Among the entries below, please repeat exactly and only the lines from the line containing "pub enum Error" to the line containing "#[derive(Debug, Clone, Copy, PartialEq, Eq, Hash)]", both lines included.

BEGIN THE INPUT

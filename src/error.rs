// SPDX-License-Identifier: MPL-2.0
// This Source Code Form is subject to the terms of the Mozilla Public
// License, v. 2.0. If a copy of the MPL was not distributed with this
// file, You can obtain one at https://mozilla.org/MPL/2.0/.

//! Error types for the `PollSync` library.
//!
//! This module provides the error hierarchy used across the library:
//! network round-trips ([`TransportError`]), payload decoding
//! ([`DecodeError`]), configuration validation ([`ConfigError`]) and
//! publishing to the host integration ([`SinkError`]). Sink failures never
//! reach callers of the engine: they are logged and the poll carries on.
//!
//! None of these errors ever stop the process. The poll scheduler promotes
//! transport and decode errors into a [`PollResult`](crate::engine::PollResult)
//! and decides between backoff and a hard stop.

use std::fmt;

use thiserror::Error;

use crate::types::DeviceId;

/// The main error type for this library.
#[derive(Debug, Error)]
pub enum Error {
    /// A network round-trip failed.
    #[error("transport error: {0}")]
    Transport(#[from] TransportError),

    /// A payload could not be decoded.
    #[error("decode error: {0}")]
    Decode(#[from] DecodeError),

    /// A device configuration was rejected.
    #[error("configuration error: {0}")]
    Config(#[from] ConfigError),

    /// Device is not managed by the engine.
    #[error("device {0} not found")]
    DeviceNotFound(DeviceId),

    /// Device already has an active poll session.
    #[error("device {0} is already running")]
    AlreadyRunning(DeviceId),
}

/// Classification of a transport failure.
#[derive(Debug, Clone, Copy, PartialEq, Eq, Hash)]
pub enum TransportErrorKind {
    /// No answer within the caller-specified timeout.
    Timeout,
    /// The remote end refused or dropped the connection.
    ConnectionRefused,
    /// The remote end rejected the credentials.
    AuthFailure,
    /// Anything else (unexpected status code, protocol error, bad address).
    Other,
}

impl fmt::Display for TransportErrorKind {
    fn fmt(&self, f: &mut fmt::Formatter<'_>) -> fmt::Result {
        let name = match self {
            Self::Timeout => "timeout",
            Self::ConnectionRefused => "connection refused",
            Self::AuthFailure => "authentication failed",
            Self::Other => "transport failure",
        };
        f.write_str(name)
    }
}

/// Error returned by a [`Transport`](crate::protocol::Transport) round-trip.
#[derive(Debug, Clone, Error, PartialEq, Eq)]
#[error("{kind}: {message}")]
pub struct TransportError {
    kind: TransportErrorKind,
    message: String,
}

impl TransportError {
    /// Creates a transport error of the given kind.
    #[must_use]
    pub fn new(kind: TransportErrorKind, message: impl Into<String>) -> Self {
        Self {
            kind,
            message: message.into(),
        }
    }

    /// Creates a timeout error for the given duration.
    #[must_use]
    pub fn timeout(after: std::time::Duration) -> Self {
        Self::new(
            TransportErrorKind::Timeout,
            format!("no answer after {} ms", after.as_millis()),
        )
    }

    /// Creates a connection-refused error.
    #[must_use]
    pub fn connection_refused(message: impl Into<String>) -> Self {
        Self::new(TransportErrorKind::ConnectionRefused, message)
    }

    /// Creates an authentication failure.
    #[must_use]
    pub fn auth_failure(message: impl Into<String>) -> Self {
        Self::new(TransportErrorKind::AuthFailure, message)
    }

    /// Creates an unclassified transport failure.
    #[must_use]
    pub fn other(message: impl Into<String>) -> Self {
        Self::new(TransportErrorKind::Other, message)
    }

    /// Returns the failure classification.
    #[must_use]
    pub fn kind(&self) -> TransportErrorKind {
        self.kind
    }

    /// Returns the human-readable detail.
    #[must_use]
    pub fn message(&self) -> &str {
        &self.message
    }
}

/// Errors raised while turning raw bytes into a snapshot.
#[derive(Debug, Error)]
pub enum DecodeError {
    /// JSON parsing failed.
    #[error("JSON parse error: {0}")]
    Json(#[from] serde_json::Error),

    /// Payload is not valid UTF-8.
    #[error("payload is not valid UTF-8: {0}")]
    Utf8(#[from] std::str::Utf8Error),

    /// Payload has the wrong number of fields.
    #[error("expected {expected} fields, got {actual}")]
    FieldCount {
        /// Number of fields the decoder declares.
        expected: usize,
        /// Number of fields found in the payload.
        actual: usize,
    },

    /// A numeric literal could not be parsed.
    #[error("invalid number for {field}: {value:?}")]
    InvalidNumber {
        /// The field that failed to parse.
        field: String,
        /// The offending literal.
        value: String,
    },

    /// A required field is absent.
    #[error("missing field in payload: {0}")]
    MissingField(String),

    /// The payload does not have the expected shape.
    #[error("unexpected payload schema: {0}")]
    UnexpectedSchema(String),

    /// Two fields of one snapshot map to the same channel.
    #[error("channel {0} declared twice")]
    DuplicateChannel(String),

    /// The decoder panicked on this payload.
    #[error("decoder panicked: {0}")]
    Panicked(String),

    /// The device answered, but the payload says the credentials were rejected.
    #[error("device rejected credentials: {0}")]
    Unauthorized(String),
}

impl DecodeError {
    /// Returns `true` if the payload reports an authentication failure.
    #[must_use]
    pub fn is_auth(&self) -> bool {
        matches!(self, Self::Unauthorized(_))
    }
}

/// Errors raised by [`PollConfig::validate`](crate::engine::PollConfig::validate).
#[derive(Debug, Clone, Error, PartialEq, Eq)]
pub enum ConfigError {
    /// Device address is empty.
    #[error("device address must not be empty")]
    EmptyAddress,

    /// Poll interval is zero.
    #[error("poll interval must be greater than zero")]
    ZeroInterval,

    /// Request timeout is zero.
    #[error("request timeout must be greater than zero")]
    ZeroTimeout,

    /// Failure threshold is zero.
    #[error("failure threshold must be at least 1")]
    ZeroThreshold,

    /// Backoff ceiling is below the base interval.
    #[error("backoff ceiling ({ceiling_secs}s) is below the poll interval ({interval_secs}s)")]
    CeilingBelowInterval {
        /// Configured ceiling.
        ceiling_secs: u64,
        /// Configured base interval.
        interval_secs: u64,
    },

    /// Backoff multiplier would not grow the interval.
    #[error("backoff multiplier must be a finite number > 1.0, got {0}")]
    InvalidMultiplier(String),
}

/// Errors reported by a [`PublisherSink`](crate::sink::PublisherSink).
#[derive(Debug, Clone, Error, PartialEq, Eq)]
pub enum SinkError {
    /// The host integration is gone.
    #[error("sink closed: {0}")]
    Closed(String),

    /// The host integration did not answer in time.
    #[error("sink did not answer within {0} ms")]
    Timeout(u64),

    /// The host integration refused the update.
    #[error("sink rejected update: {0}")]
    Rejected(String),
}

/// A specialized Result type for this library.
pub type Result<T> = std::result::Result<T, Error>;

#[cfg(test)]
mod tests {
    use super::*;

    #[test]
    fn transport_error_display() {
        let err = TransportError::connection_refused("127.0.0.1:80");
        assert_eq!(err.to_string(), "connection refused: 127.0.0.1:80");
        assert_eq!(err.kind(), TransportErrorKind::ConnectionRefused);
    }

    #[test]
    fn timeout_error_mentions_duration() {
        let err = TransportError::timeout(std::time::Duration::from_millis(1500));
        assert_eq!(err.kind(), TransportErrorKind::Timeout);
        assert_eq!(err.message(), "no answer after 1500 ms");
    }

    #[test]
    fn error_from_transport_error() {
        let err: Error = TransportError::auth_failure("401").into();
        assert!(matches!(err, Error::Transport(e) if e.kind() == TransportErrorKind::AuthFailure));
    }

    #[test]
    fn decode_error_display() {
        let err = DecodeError::FieldCount {
            expected: 4,
            actual: 3,
        };
        assert_eq!(err.to_string(), "expected 4 fields, got 3");
    }

    #[test]
    fn decode_error_auth_classification() {
        assert!(DecodeError::Unauthorized("token expired".into()).is_auth());
        assert!(!DecodeError::MissingField("power".into()).is_auth());
    }

    #[test]
    fn config_error_display() {
        let err = ConfigError::CeilingBelowInterval {
            ceiling_secs: 5,
            interval_secs: 10,
        };
        assert_eq!(
            err.to_string(),
            "backoff ceiling (5s) is below the poll interval (10s)"
        );
    }
}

END THE INPUT

_RESULT OF THIS TASK_
pub enum Error {
    /// A network round-trip failed.
    #[error("transport error: {0}")]
    Transport(#[from] TransportError),

    /// A payload could not be decoded.
    #[error("decode error: {0}")]
    Decode(#[from] DecodeError),

    /// A device configuration was rejected.
    #[error("configuration error: {0}")]
    Config(#[from] ConfigError),

    /// Device is not managed by the engine.
    #[error("device {0} not found")]
    DeviceNotFound(DeviceId),

    /// Device already has an active poll session.
    #[error("device {0} is already running")]
    AlreadyRunning(DeviceId),
}

/// Classification of a transport failure.
#[derive(Debug, Clone, Copy, PartialEq, Eq, Hash)]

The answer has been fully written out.